▶ [Data to use]:
--- START ---

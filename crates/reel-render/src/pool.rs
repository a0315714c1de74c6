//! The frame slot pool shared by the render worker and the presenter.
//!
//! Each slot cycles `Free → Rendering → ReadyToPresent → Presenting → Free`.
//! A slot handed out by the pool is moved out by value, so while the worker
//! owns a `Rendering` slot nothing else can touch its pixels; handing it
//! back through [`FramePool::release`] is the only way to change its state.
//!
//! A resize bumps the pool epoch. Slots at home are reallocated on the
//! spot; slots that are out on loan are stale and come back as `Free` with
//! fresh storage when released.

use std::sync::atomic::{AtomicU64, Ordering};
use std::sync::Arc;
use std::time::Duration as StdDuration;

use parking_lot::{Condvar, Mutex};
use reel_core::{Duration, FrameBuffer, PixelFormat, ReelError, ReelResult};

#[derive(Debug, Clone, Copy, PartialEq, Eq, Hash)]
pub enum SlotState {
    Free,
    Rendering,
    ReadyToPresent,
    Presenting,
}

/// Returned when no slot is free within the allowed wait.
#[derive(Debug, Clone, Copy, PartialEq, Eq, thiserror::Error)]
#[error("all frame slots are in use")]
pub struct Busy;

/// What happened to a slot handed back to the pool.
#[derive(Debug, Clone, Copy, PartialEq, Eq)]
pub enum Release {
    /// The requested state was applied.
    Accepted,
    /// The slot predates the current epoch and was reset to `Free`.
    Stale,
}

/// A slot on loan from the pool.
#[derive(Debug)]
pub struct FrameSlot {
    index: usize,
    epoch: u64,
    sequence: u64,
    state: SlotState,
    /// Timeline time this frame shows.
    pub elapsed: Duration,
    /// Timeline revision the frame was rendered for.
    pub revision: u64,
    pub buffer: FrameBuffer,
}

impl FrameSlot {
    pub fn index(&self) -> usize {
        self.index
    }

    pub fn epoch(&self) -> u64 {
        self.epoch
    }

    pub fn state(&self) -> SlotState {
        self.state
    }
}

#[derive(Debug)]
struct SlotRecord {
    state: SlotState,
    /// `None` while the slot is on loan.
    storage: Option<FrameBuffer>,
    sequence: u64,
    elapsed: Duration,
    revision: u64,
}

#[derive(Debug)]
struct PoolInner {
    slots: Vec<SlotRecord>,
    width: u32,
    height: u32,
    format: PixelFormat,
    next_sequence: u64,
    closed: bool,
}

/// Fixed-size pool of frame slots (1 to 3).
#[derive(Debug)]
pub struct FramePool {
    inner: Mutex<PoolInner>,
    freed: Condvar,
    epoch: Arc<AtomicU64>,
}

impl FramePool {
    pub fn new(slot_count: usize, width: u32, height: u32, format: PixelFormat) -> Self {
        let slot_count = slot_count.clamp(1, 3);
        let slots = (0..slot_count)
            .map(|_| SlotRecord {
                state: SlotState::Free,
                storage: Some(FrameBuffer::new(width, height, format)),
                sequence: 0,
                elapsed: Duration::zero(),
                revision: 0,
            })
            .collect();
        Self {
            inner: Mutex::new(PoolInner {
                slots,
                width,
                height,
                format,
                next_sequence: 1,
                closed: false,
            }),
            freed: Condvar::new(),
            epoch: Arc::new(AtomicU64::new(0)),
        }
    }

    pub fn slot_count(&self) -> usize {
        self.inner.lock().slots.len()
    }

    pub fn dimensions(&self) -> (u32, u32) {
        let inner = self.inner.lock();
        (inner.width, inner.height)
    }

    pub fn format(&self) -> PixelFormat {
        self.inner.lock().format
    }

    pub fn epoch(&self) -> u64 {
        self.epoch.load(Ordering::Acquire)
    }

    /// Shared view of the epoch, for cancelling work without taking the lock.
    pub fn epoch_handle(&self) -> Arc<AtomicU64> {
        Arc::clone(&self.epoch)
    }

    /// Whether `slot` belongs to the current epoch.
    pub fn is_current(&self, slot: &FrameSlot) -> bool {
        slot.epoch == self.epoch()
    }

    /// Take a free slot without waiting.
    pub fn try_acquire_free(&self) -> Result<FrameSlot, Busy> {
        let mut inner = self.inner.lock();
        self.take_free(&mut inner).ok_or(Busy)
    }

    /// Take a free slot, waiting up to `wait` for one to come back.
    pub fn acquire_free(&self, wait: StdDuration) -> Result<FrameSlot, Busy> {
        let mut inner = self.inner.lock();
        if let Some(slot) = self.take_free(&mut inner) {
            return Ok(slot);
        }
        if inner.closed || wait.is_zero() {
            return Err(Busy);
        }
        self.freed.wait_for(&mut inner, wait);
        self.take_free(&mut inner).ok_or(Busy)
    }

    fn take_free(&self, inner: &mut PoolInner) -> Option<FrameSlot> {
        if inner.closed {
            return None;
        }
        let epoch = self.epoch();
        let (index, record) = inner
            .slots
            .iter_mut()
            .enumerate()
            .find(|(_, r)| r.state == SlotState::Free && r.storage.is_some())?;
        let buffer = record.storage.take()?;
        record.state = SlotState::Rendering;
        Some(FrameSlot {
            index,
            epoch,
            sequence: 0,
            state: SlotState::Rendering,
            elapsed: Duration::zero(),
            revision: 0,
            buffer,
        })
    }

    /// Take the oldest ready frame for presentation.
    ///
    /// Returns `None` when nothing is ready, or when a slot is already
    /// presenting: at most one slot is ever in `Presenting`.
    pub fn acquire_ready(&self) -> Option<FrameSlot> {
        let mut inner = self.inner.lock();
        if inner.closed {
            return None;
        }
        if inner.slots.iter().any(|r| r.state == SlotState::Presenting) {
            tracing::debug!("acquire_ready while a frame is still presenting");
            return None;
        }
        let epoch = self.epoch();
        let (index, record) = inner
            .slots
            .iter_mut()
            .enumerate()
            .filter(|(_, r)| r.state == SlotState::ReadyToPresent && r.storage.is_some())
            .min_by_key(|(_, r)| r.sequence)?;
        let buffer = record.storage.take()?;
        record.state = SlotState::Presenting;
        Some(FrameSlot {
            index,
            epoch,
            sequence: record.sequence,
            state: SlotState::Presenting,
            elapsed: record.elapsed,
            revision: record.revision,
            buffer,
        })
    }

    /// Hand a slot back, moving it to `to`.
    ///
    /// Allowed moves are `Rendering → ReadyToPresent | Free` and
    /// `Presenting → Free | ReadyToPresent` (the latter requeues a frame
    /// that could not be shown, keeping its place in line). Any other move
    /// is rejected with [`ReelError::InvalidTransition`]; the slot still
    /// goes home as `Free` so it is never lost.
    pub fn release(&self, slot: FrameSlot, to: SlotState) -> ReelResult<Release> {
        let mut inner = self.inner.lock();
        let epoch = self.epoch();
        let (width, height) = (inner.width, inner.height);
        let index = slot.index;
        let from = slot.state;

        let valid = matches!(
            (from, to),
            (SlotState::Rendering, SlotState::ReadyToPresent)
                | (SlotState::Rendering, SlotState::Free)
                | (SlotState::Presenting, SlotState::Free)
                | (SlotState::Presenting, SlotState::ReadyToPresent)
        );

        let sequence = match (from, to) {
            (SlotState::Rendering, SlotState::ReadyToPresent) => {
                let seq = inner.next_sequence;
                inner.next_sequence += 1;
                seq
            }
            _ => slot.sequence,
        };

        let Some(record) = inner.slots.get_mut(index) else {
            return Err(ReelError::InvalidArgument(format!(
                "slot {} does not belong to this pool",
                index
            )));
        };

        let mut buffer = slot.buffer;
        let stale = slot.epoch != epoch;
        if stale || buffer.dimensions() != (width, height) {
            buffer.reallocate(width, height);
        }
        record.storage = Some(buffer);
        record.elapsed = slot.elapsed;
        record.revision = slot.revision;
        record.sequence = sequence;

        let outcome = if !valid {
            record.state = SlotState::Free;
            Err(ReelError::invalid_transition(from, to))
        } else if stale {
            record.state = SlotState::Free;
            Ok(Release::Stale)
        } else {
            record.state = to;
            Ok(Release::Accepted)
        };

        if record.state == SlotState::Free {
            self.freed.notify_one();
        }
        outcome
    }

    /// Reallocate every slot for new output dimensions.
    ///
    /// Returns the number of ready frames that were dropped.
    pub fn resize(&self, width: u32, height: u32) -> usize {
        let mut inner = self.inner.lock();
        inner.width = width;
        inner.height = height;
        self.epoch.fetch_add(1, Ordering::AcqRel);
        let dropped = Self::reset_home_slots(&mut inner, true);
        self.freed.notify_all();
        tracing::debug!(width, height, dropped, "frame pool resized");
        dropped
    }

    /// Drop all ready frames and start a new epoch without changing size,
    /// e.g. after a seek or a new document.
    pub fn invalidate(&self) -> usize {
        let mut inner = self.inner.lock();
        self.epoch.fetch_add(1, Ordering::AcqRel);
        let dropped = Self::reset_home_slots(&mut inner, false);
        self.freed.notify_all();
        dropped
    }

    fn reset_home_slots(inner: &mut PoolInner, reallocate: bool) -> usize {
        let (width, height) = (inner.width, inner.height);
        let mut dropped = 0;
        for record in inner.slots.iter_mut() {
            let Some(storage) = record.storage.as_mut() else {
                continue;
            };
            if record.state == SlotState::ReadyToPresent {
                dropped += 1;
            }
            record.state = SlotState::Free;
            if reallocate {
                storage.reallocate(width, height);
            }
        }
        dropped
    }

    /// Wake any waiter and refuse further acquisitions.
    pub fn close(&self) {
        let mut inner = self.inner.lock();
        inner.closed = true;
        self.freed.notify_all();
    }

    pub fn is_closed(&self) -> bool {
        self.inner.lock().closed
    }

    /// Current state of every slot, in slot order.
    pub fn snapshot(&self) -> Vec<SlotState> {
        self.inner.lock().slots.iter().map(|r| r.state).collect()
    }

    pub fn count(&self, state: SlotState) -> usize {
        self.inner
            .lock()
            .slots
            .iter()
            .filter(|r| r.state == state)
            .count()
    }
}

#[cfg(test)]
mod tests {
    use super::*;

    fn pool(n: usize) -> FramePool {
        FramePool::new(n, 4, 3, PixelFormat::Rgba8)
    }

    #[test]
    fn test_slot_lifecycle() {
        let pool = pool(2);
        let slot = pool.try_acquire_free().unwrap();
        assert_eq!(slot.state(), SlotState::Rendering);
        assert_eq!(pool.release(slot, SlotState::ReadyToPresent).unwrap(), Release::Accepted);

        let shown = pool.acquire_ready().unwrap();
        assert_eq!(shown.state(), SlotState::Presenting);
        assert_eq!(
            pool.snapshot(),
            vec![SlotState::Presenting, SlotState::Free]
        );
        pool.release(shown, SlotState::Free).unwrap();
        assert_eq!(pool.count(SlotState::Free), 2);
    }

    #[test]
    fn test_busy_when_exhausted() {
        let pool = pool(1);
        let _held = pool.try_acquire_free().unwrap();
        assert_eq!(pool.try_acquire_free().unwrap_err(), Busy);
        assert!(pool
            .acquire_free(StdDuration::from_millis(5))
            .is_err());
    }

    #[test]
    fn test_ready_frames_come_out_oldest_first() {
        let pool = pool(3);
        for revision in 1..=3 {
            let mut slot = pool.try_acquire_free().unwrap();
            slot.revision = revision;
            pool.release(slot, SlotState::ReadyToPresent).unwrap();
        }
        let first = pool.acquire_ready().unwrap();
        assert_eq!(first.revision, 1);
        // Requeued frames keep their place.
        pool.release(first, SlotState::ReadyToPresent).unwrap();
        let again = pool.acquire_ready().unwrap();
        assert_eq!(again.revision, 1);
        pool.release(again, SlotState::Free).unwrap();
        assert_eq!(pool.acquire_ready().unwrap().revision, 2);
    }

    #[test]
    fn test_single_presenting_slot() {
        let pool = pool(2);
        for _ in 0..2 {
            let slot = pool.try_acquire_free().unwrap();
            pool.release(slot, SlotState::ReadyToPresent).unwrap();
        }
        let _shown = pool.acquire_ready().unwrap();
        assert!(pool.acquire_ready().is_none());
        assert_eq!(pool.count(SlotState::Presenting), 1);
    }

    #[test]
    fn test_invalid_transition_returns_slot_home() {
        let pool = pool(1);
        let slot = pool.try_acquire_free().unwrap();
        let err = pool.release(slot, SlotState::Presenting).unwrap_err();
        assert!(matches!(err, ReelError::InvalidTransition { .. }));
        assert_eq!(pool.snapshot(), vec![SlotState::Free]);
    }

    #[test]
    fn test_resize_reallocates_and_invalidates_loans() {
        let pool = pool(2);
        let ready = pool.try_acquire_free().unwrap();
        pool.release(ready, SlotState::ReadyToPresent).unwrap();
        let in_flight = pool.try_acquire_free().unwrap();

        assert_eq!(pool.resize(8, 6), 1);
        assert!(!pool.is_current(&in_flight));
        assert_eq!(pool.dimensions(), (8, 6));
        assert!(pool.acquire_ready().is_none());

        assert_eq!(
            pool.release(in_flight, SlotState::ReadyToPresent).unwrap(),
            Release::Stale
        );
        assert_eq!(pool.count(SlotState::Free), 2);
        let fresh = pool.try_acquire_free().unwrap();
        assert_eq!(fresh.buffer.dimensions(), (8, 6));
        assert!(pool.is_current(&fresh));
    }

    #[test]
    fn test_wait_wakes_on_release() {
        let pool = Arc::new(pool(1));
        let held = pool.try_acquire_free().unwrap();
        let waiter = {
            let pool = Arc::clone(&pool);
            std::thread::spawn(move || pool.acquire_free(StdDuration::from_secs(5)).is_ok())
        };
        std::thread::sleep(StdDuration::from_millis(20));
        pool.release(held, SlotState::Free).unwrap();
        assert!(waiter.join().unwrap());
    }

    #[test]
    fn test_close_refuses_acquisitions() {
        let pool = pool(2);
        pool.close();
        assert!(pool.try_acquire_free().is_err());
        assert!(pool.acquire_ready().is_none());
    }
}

--- END ---
--- START ---

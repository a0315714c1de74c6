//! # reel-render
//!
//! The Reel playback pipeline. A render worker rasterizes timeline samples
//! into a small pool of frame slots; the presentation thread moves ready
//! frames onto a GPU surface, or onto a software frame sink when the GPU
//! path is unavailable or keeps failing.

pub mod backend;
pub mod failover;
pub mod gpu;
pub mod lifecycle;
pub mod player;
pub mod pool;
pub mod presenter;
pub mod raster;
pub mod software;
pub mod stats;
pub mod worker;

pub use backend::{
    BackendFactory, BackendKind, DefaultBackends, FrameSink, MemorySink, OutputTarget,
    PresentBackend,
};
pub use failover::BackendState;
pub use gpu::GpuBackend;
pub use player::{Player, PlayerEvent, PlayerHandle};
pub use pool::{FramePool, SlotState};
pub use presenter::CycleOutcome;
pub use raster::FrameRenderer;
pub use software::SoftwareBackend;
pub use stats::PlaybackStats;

--- END ---

▶ [Task description]:
Copy the entries above exactly, but only from the line holding "the current epoch." through the line holding "to come back.", both included.

▶ [Task output]:
    /// Whether `slot` belongs to the current epoch.
    pub fn is_current(&self, slot: &FrameSlot) -> bool {
        slot.epoch == self.epoch()
    }

    /// Take a free slot without waiting.
    pub fn try_acquire_free(&self) -> Result<FrameSlot, Busy> {
        let mut inner = self.inner.lock();
        self.take_free(&mut inner).ok_or(Busy)
    }

    /// Take a free slot, waiting up to `wait` for one to come back.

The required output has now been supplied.